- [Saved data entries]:
- - - - - - -

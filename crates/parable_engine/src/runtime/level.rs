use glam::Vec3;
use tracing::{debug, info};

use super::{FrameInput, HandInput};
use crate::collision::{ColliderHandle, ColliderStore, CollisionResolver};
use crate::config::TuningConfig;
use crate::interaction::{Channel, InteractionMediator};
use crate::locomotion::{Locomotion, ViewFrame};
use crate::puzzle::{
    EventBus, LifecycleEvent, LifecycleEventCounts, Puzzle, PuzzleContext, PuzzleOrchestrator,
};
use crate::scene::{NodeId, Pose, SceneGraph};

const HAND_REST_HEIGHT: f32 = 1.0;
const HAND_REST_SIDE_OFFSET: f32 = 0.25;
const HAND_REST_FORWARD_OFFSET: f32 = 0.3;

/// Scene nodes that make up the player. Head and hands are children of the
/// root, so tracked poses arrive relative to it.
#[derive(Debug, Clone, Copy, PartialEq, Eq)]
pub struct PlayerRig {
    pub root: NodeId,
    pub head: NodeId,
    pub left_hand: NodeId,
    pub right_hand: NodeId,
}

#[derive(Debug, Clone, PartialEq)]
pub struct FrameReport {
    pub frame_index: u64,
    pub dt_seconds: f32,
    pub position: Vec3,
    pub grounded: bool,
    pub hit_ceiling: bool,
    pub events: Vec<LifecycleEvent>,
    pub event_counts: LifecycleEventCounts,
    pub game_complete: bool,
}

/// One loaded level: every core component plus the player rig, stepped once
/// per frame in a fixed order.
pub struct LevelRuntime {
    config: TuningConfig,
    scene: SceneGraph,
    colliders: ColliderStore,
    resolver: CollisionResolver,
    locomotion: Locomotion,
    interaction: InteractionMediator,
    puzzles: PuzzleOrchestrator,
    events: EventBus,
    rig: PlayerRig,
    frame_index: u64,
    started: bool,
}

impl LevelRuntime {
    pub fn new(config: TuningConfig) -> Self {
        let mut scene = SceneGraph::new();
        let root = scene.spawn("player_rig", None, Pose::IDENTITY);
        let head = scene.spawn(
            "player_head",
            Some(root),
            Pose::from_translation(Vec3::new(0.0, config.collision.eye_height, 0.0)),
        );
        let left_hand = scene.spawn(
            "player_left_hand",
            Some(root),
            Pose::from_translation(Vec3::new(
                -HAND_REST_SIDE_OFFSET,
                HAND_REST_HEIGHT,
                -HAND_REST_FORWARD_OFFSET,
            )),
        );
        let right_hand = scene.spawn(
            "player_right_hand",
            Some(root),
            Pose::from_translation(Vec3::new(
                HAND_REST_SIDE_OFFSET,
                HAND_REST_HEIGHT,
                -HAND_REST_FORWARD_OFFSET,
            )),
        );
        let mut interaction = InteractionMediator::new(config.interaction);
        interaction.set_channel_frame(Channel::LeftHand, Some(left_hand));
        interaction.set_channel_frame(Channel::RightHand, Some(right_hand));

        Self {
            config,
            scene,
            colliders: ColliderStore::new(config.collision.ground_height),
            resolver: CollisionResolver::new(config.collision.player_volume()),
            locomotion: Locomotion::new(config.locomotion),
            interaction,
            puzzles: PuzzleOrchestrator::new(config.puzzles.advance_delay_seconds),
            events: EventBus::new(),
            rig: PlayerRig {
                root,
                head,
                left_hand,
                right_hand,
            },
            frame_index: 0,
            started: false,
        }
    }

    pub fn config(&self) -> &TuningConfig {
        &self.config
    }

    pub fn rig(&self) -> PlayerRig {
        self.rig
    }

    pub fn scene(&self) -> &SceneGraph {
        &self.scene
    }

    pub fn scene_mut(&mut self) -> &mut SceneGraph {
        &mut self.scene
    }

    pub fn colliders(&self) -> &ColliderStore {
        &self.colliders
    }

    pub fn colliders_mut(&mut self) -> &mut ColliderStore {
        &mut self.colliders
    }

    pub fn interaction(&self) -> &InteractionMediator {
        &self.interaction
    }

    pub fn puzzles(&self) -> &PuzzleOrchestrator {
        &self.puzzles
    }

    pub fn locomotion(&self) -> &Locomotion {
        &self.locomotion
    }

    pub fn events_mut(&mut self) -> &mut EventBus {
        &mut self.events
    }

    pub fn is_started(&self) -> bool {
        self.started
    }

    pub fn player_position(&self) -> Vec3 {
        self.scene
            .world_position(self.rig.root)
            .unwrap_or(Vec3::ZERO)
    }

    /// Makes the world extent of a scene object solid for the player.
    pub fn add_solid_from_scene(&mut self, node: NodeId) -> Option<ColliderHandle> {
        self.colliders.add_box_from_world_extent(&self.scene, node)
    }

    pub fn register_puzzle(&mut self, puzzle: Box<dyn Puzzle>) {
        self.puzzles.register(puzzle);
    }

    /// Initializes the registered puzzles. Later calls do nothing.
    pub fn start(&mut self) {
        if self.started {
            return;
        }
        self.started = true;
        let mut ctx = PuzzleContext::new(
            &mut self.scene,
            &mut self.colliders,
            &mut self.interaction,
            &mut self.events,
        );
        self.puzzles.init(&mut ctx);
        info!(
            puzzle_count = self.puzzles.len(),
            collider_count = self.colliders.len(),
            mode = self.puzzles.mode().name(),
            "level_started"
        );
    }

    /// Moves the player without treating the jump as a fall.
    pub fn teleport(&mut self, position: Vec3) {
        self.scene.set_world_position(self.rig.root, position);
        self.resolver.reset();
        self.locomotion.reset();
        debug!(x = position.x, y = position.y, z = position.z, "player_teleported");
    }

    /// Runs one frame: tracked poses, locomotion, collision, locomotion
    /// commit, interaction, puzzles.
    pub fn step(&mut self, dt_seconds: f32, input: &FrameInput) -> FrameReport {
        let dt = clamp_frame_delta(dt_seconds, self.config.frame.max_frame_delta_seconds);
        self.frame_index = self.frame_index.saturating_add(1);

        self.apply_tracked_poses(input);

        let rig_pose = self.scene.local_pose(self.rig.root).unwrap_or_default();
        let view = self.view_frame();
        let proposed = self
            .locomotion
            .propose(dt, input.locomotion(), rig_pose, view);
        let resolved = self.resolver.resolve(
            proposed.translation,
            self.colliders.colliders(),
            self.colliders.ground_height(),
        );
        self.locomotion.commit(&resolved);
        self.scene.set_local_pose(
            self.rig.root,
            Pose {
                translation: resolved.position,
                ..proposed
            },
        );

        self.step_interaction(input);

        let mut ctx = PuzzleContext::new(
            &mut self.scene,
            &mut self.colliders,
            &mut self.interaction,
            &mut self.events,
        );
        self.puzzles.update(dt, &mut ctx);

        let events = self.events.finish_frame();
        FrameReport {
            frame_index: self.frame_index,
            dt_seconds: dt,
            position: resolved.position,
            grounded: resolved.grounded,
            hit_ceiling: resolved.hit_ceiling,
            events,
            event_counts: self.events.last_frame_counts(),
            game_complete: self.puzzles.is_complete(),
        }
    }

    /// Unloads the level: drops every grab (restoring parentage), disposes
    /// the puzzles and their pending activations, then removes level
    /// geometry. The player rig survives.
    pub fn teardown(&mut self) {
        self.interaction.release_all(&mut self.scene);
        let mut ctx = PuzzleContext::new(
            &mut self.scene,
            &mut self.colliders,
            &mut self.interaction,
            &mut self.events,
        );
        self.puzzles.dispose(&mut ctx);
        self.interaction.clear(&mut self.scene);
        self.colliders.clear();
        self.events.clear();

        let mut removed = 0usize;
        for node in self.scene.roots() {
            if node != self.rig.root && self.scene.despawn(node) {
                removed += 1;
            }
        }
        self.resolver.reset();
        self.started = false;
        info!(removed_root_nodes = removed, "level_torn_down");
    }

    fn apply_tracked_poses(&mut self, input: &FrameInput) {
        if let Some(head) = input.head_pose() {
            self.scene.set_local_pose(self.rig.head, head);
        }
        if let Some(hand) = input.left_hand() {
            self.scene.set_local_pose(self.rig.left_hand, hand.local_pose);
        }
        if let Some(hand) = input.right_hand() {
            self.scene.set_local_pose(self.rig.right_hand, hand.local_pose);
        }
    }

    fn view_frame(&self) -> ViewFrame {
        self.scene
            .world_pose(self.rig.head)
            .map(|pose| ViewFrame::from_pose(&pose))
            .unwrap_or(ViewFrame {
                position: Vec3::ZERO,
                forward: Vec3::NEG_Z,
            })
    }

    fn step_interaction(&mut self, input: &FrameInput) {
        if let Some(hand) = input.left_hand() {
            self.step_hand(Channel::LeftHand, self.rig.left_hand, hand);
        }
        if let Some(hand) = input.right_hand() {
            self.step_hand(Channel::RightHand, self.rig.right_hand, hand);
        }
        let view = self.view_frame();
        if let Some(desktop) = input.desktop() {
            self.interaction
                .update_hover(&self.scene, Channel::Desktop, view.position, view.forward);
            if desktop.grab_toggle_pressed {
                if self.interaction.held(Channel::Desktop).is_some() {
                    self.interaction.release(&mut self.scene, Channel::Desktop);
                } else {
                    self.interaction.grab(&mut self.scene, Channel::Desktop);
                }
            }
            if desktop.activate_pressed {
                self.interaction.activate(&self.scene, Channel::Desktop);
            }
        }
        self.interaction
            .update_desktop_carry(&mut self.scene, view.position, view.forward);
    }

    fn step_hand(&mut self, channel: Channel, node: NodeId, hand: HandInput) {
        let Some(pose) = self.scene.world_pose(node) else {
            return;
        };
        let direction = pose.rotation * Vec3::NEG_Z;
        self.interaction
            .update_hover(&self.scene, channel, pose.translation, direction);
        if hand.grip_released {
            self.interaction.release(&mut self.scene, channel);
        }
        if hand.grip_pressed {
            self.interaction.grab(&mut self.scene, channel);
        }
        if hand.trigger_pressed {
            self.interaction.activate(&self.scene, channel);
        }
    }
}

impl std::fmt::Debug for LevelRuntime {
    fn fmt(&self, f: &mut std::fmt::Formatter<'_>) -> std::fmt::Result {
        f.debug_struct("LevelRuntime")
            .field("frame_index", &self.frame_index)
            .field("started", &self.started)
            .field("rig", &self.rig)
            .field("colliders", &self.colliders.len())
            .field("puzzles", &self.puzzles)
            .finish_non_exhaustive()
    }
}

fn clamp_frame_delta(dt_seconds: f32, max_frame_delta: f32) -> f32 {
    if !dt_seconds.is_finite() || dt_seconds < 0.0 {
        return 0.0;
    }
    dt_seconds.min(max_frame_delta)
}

- - - - - - -

- [EXERCISE GOAL]:
Bring together each line above where the string "impl" turns up.

- [SOLUTION TO THE EXERCISE]:
impl LevelRuntime {
impl std::fmt::Debug for LevelRuntime {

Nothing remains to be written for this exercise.